I have an Ambient Weather station. http://www.ambientweather.com/amws2080.html It works ok, but doesn't always get the signal. Also if it's windy or rain with wind whatever is in it that measures the rainfall shakes and says it rained when it hasn't or not that much. But if there isn't much wind it's as accurate as the traditional gauge I have beside it. It doesn't freeze in winter. Another thing to consider is some of the wireless weather things need an attachment to accurately tell the temp in full sun. I bought an attachment with mine that is kind of like a radiator or something, but for the life of me I can't figure out how to put it on. So in full sunlight the temp isn't that accurate.


----------



## mlappin (Jun 25, 2009)

Vol said:


> Marty....something to investigate is that some stations(including Davis) have the rain gauge capabilities of dumping themselves....recording hourly rainfall etc. ....saw where one fella in Iowa had his station mounted up on his windmill....heck of a climb to dump your rain gauge after a little precip...
> 
> 
> 
> ...


Yah, I've read about those but I thought the article said it would freeze up and bust it if left out all winter. Maybe the higher $$$ that isn't a problem with.


----------



## NDVA HAYMAN (Nov 24, 2009)

No problem with mine in ND. They do dump themselves. You could always use a birdhouse type extendable pole to mount it on. Mine is atop a grain bin but I ain't climing up and down to dump it. Mike


----------



## rjmoses (Apr 4, 2010)

I have a Davis vantage Pro for about 7-8 years now. I have had to replace the transmitter about every two years.

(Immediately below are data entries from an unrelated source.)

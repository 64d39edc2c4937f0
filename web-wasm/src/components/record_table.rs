//! 一覧テーブル

use leptos::prelude::*;

const IMAGE_EXTENSIONS: [&str; 6] = [".jpg", ".jpeg", ".png", ".gif", ".webp", ".svg"];

#[component]
pub fn RecordTable<FE, FD>(
    columns: &'static [&'static str],
    rows: Signal<Vec<(String, Vec<String>)>>,
    editable: bool,
    on_edit: FE,
    on_delete: FD,
) -> impl IntoView
where
    FE: Fn(String) + Clone + Send + Sync + 'static,
    FD: Fn(String) + Clone + Send + Sync + 'static,
{
    view! {
        <table class="record-table">
            <thead>
                <tr>
                    <th>"ID"</th>
                    {columns.iter().map(|c| view! { <th>{*c}</th> }).collect_view()}
                    <th class="actions"></th>
                </tr>
            </thead>
            <tbody>
                {move || {
                    rows.get()
                        .into_iter()
                        .map(|(id, cells)| {
                            let edit_id = id.clone();
                            let delete_id = id.clone();
                            let on_edit = on_edit.clone();
                            let on_delete = on_delete.clone();
                            view! {
                                <tr>
                                    <td class="id">{id}</td>
                                    {cells.into_iter().map(cell_view).collect_view()}
                                    <td class="actions">
                                        {editable
                                            .then(|| {
                                                view! {
                                                    <button
                                                        class="btn btn-secondary btn-small"
                                                        on:click=move |_| on_edit(edit_id.clone())
                                                    >
                                                        "編集"
                                                    </button>
                                                }
                                            })}
                                        <button
                                            class="btn btn-tertiary btn-small"
                                            on:click=move |_| on_delete(delete_id.clone())
                                        >
                                            "削除"
                                        </button>
                                    </td>
                                </tr>
                            }
                        })
                        .collect_view()
                }}
            </tbody>
        </table>
    }
}

fn cell_view(cell: String) -> AnyView {
    if is_image_url(&cell) {
        view! {
            <td>
                <img class="thumb" src=cell alt="" />
            </td>
        }
        .into_any()
    } else {
        view! { <td>{cell}</td> }.into_any()
    }
}

/// サムネイル表示するURLか
fn is_image_url(cell: &str) -> bool {
    let lower = cell.to_lowercase();
    let path = lower.split(['?', '#']).next().unwrap_or_default();
    (lower.starts_with("http://") || lower.starts_with("https://"))
        && IMAGE_EXTENSIONS.iter().any(|ext| path.ends_with(ext))
}
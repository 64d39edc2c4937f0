//! 設定パネルコンポーネント

use leptos::prelude::*;

use crate::settings::{self, Backend};

/// 接続先の変更
///
/// APIルートは保存したときだけ `api_root` を更新する（入力中は再読み込みしない）。
/// 取得先は選んだ時点で切り替える。
#[component]
pub fn SettingsPanel(api_root: RwSignal<String>, backend: RwSignal<Backend>) -> impl IntoView {
    let (draft, set_draft) = signal(api_root.get_untracked());
    let (status, set_status) = signal(String::new());

    let on_save = move |_| match settings::save_api_root(&draft.get_untracked()) {
        Ok(root) => {
            set_draft.set(root.clone());
            api_root.set(root);
            set_status.set("保存しました".to_string());
        }
        Err(e) => set_status.set(e),
    };

    let on_reset = move |_| {
        settings::clear_api_root();
        let root = settings::load_api_root();
        set_draft.set(root.clone());
        api_root.set(root);
        set_status.set("既定値に戻しました".to_string());
    };

    let on_backend = move |ev: web_sys::Event| {
        let Some(selected) = Backend::parse(&event_target_value(&ev)) else {
            return;
        };
        if let Err(e) = settings::save_backend(selected) {
            set_status.set(e);
        }
        backend.set(selected);
    };

    view! {
        <div class="settings-panel">
            <div class="form-group">
                <label for="backend">"データの取得先"</label>
                <select id="backend" on:change=on_backend>
                    {Backend::ALL
                        .into_iter()
                        .map(|option| {
                            view! {
                                <option
                                    value=option.as_str()
                                    selected=move || backend.get() == option
                                >
                                    {option.label()}
                                </option>
                            }
                        })
                        .collect_view()}
                </select>
            </div>
            <div class="form-group">
                <label for="api-root">"APIルート"</label>
                <input
                    type="url"
                    id="api-root"
                    placeholder="https://example.com/api"
                    disabled=move || backend.get() == Backend::Memory
                    prop:value=move || draft.get()
                    on:input=move |ev| set_draft.set(event_target_value(&ev))
                />
                <div class="api-actions">
                    <button class="btn btn-primary btn-small" on:click=on_save>
                        "保存"
                    </button>
                    <button class="btn btn-tertiary btn-small" on:click=on_reset>
                        "既定値"
                    </button>
                </div>
                <div class="api-root-status">{move || status.get()}</div>
            </div>
        </div>
    }
}
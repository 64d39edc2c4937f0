//! Lifeline Admin Common Library
//!
//! CLIとWeb(WASM)で共有されるリソース定義、サービス契約、ページ状態

pub mod draft;
pub mod driver;
pub mod envelope;
pub mod error;
pub mod kind;
pub mod memory;
pub mod page;
pub mod payload;
pub mod resource;
pub mod schema;
pub mod service;
pub mod types;

pub use draft::{Attachment, Draft};
pub use error::{Error, Result};
pub use kind::ResourceKind;
pub use memory::{InMemoryStore, MemoryStores};
pub use page::{Editor, Effect, Feedback, Outcome, Page, PageState, Request, Severity, Ticket};
pub use payload::{Mode, Payload};
pub use resource::{LabelContext, Resource};
pub use schema::{AttachmentSpec, FieldKind, FieldSpec, ResourceSchema};
pub use service::ResourceService;
pub use types::{
    category_label, Category, Contact, GalleryPhoto, Location, PersonDetail, PressRelease,
    SlideImage, Video,
};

Other than that, I am happy with it.

Ralph


----------



## ARD Farm (Jul 12, 2012)

I believe all the elctronic gages self empty, I think. I believe they measure pass through moisture.

I bought an Accurite and it lasted one season. Not recommended. Davis Instruments are the Delmhorst of weather instruments.

I've read negative things about Oregon Scientific as well.

One day I'll get a Davis. Unril then, the Gemplers plastic one on the post, plus my aching joints do a good job.


----------